Dr Mona Soliman: Pendant ces 10 semaines, les manifestations ont fait au moins 416 morts, dont 51 enfants, plus de 15000 personnes ont été arrêtées, selon l’ONG Iran Human Rights (IHR), dont le siège est en Norvège. Cette vague de contestation est sans précédent depuis la Révolution islamique de 1979. Il est vrai qu’elle est née de revendications sur les droits des femmes après la mort de Mahsa Amini, arrêtée pour avoir mal porté le voile, mais elle s’est transformée en contestation du pouvoir, avec une longue liste de revendications. Car les Iraniens souffrent d’une crise économique à cause des sanctions imposées sur leur pays. De son côté, Téhéran accuse des forces étrangères d’être derrière ce mouvement pour déstabiliser la République islamique. Mais, cette vague va continuer et Téhéran ne pourra pas la stopper. Les autorités iraniennes attendent l’hiver en tablant sur le fait que les conditions climatiques conduisent à baisser l’intensité des manifestations.

— L’Occident fait-il pression indirectement sur Téhéran à travers le malaise que traverse le pays actuellement ?

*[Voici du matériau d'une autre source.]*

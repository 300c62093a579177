use std::borrow::Cow;
use std::time::Duration;

use futures::StreamExt;
use thiserror::Error;

use super::parser::{parse_channel, FeedChannel};
use crate::util::{parse_feed_url, UrlValidationError};

const MAX_FEED_SIZE: usize = 10 * 1024 * 1024; // 10MB
const MAX_REDIRECTS: usize = 5;

/// A failed fetch of one feed URL.
#[derive(Debug, Error)]
#[error("fetching {url}: {cause}")]
pub struct FetchError {
    pub url: String,
    #[source]
    pub cause: FetchFailure,
}

/// Why a fetch failed.
#[derive(Debug, Error)]
pub enum FetchFailure {
    /// The feed URL could not be turned into a request
    #[error("invalid URL: {0}")]
    InvalidUrl(#[from] UrlValidationError),
    /// DNS, connection, TLS or body read failure
    #[error("request failed: {0}")]
    Transport(#[source] reqwest::Error),
    #[error("request timed out")]
    Timeout,
    /// Non-2xx response
    #[error("HTTP error: status {0}")]
    HttpStatus(u16),
    #[error("response too large")]
    ResponseTooLarge,
    /// Body is neither RSS nor anything feed-rs understands
    #[error("parse error: {0}")]
    Parse(String),
}

impl From<reqwest::Error> for FetchFailure {
    fn from(e: reqwest::Error) -> Self {
        if e.is_timeout() {
            FetchFailure::Timeout
        } else {
            FetchFailure::Transport(e)
        }
    }
}

/// HTTP settings for feed requests.
#[derive(Debug, Clone, PartialEq, Eq)]
pub struct FetcherConfig {
    pub timeout: Duration,
    pub user_agent: String,
    pub max_body_bytes: usize,
}

impl Default for FetcherConfig {
    fn default() -> Self {
        Self {
            timeout: Duration::from_secs(10),
            user_agent: default_user_agent(),
            max_body_bytes: MAX_FEED_SIZE,
        }
    }
}

pub fn default_user_agent() -> String {
    concat!("gator/", env!("CARGO_PKG_VERSION")).to_string()
}

/// Retrieves and parses feeds over HTTP.
///
/// Cloning is cheap; clones share the connection pool.
#[derive(Debug, Clone)]
pub struct Fetcher {
    client: reqwest::Client,
    timeout: Duration,
    max_body_bytes: usize,
}

impl Fetcher {
    pub fn new(config: &FetcherConfig) -> Result<Self, reqwest::Error> {
        let client = reqwest::Client::builder()
            .user_agent(config.user_agent.as_str())
            .timeout(config.timeout)
            .redirect(reqwest::redirect::Policy::limited(MAX_REDIRECTS))
            .build()?;

        Ok(Self {
            client,
            timeout: config.timeout,
            max_body_bytes: config.max_body_bytes,
        })
    }

    /// Fetch `url` and parse it into a channel.
    ///
    /// Channel and item titles and descriptions come back entity-decoded.
    /// Item publication dates are left as the feed wrote them.
    ///
    /// # Errors
    ///
    /// - [`FetchFailure::InvalidUrl`] - not an http(s) URL
    /// - [`FetchFailure::Transport`] - connection, TLS or body read errors
    /// - [`FetchFailure::Timeout`] - the whole exchange exceeded the timeout
    /// - [`FetchFailure::HttpStatus`] - non-2xx response
    /// - [`FetchFailure::ResponseTooLarge`] - body over the size cap
    /// - [`FetchFailure::Parse`] - body is not a feed
    pub async fn fetch(&self, url: &str) -> Result<FeedChannel, FetchError> {
        let result = match tokio::time::timeout(self.timeout, self.fetch_inner(url)).await {
            Ok(result) => result,
            Err(_) => Err(FetchFailure::Timeout),
        };

        result.map_err(|cause| FetchError {
            url: url.to_string(),
            cause,
        })
    }

    async fn fetch_inner(&self, url: &str) -> Result<FeedChannel, FetchFailure> {
        let url = parse_feed_url(url)?;
        let response = self.client.get(url).send().await?;

        let status = response.status();
        if !status.is_success() {
            return Err(FetchFailure::HttpStatus(status.as_u16()));
        }

        let bytes = read_limited_bytes(response, self.max_body_bytes).await?;
        let channel = parse_channel(&bytes).map_err(|e| FetchFailure::Parse(format!("{e:#}")))?;

        Ok(decode_entities(channel))
    }
}

async fn read_limited_bytes(
    response: reqwest::Response,
    limit: usize,
) -> Result<Vec<u8>, FetchFailure> {
    if response.content_length().is_some_and(|len| len > limit as u64) {
        return Err(FetchFailure::ResponseTooLarge);
    }

    let mut bytes = Vec::new();
    let mut stream = response.bytes_stream();

    while let Some(chunk) = stream.next().await {
        let chunk = chunk?;
        if bytes.len().saturating_add(chunk.len()) > limit {
            return Err(FetchFailure::ResponseTooLarge);
        }
        bytes.extend_from_slice(&chunk);
    }

    Ok(bytes)
}

fn decode(s: String) -> String {
    match html_escape::decode_html_entities(&s) {
        Cow::Borrowed(_) => s,
        Cow::Owned(decoded) => decoded,
    }
}

fn decode_entities(mut channel: FeedChannel) -> FeedChannel {
    channel.title = decode(channel.title);
    channel.description = decode(channel.description);
    for item in &mut channel.items {
        item.title = decode(std::mem::take(&mut item.title));
        item.description = decode(std::mem::take(&mut item.description));
    }
    channel
}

— Les pays occidentaux subissent la pression de l’opinion publique et des lobbies iraniens de l’étranger. Mais tout compte fait, ils ne vont rien faire car ils ne peuvent pas intervenir dans les affaires internes d’un pays. Le Conseil des droits de l’homme de l’Onu a décidé, malgré l’opposition de Téhéran et de Pékin, d’ouvrir une enquête internationale sur la répression des manifestations en Iran après la mort de Mahsa Amini, pour rassembler des preuves de violations et éventuellement poursuivre les responsables. Les 47 Etats membres de l’instance onusienne la plus élevée en matière de droits humains ont décidé de nommer une équipe d’enquêteurs de haut niveau pour faire la lumière sur toutes les violations de ces droits liées à la répression des manifestations. Mais cette mission d’enquête internationale indépendante n’a pas de chance de pouvoir se rendre en Iran en raison de l’opposition de Téhéran.

— La semaine dernière l’Iran a annoncé l’enrichissement de l’uranium à 60% à l’usine de Fordo. Est-ce l’arrêt de mort des négociations sur le nucléaire ?

— Evidemment, ces déclarations inquiètent la communauté internationale. Mais il faut savoir que l’Iran exerce une pression sur l’Occident à travers ces annonces afin de pousser les Européens à bouger pour la reprise des négociations sur le nucléaire et accélérer un accord. Les négociations étaient en suspens, notamment à cause des élections de mi-mandat aux Etats-Unis. Parmi ses objectifs essentiels pour le reste de son mandat, le président américain, Joe Biden, veut régler ce dossier. L’Administration veut arriver à un accord avec les Iraniens tout en freinant leur activité nucléaire.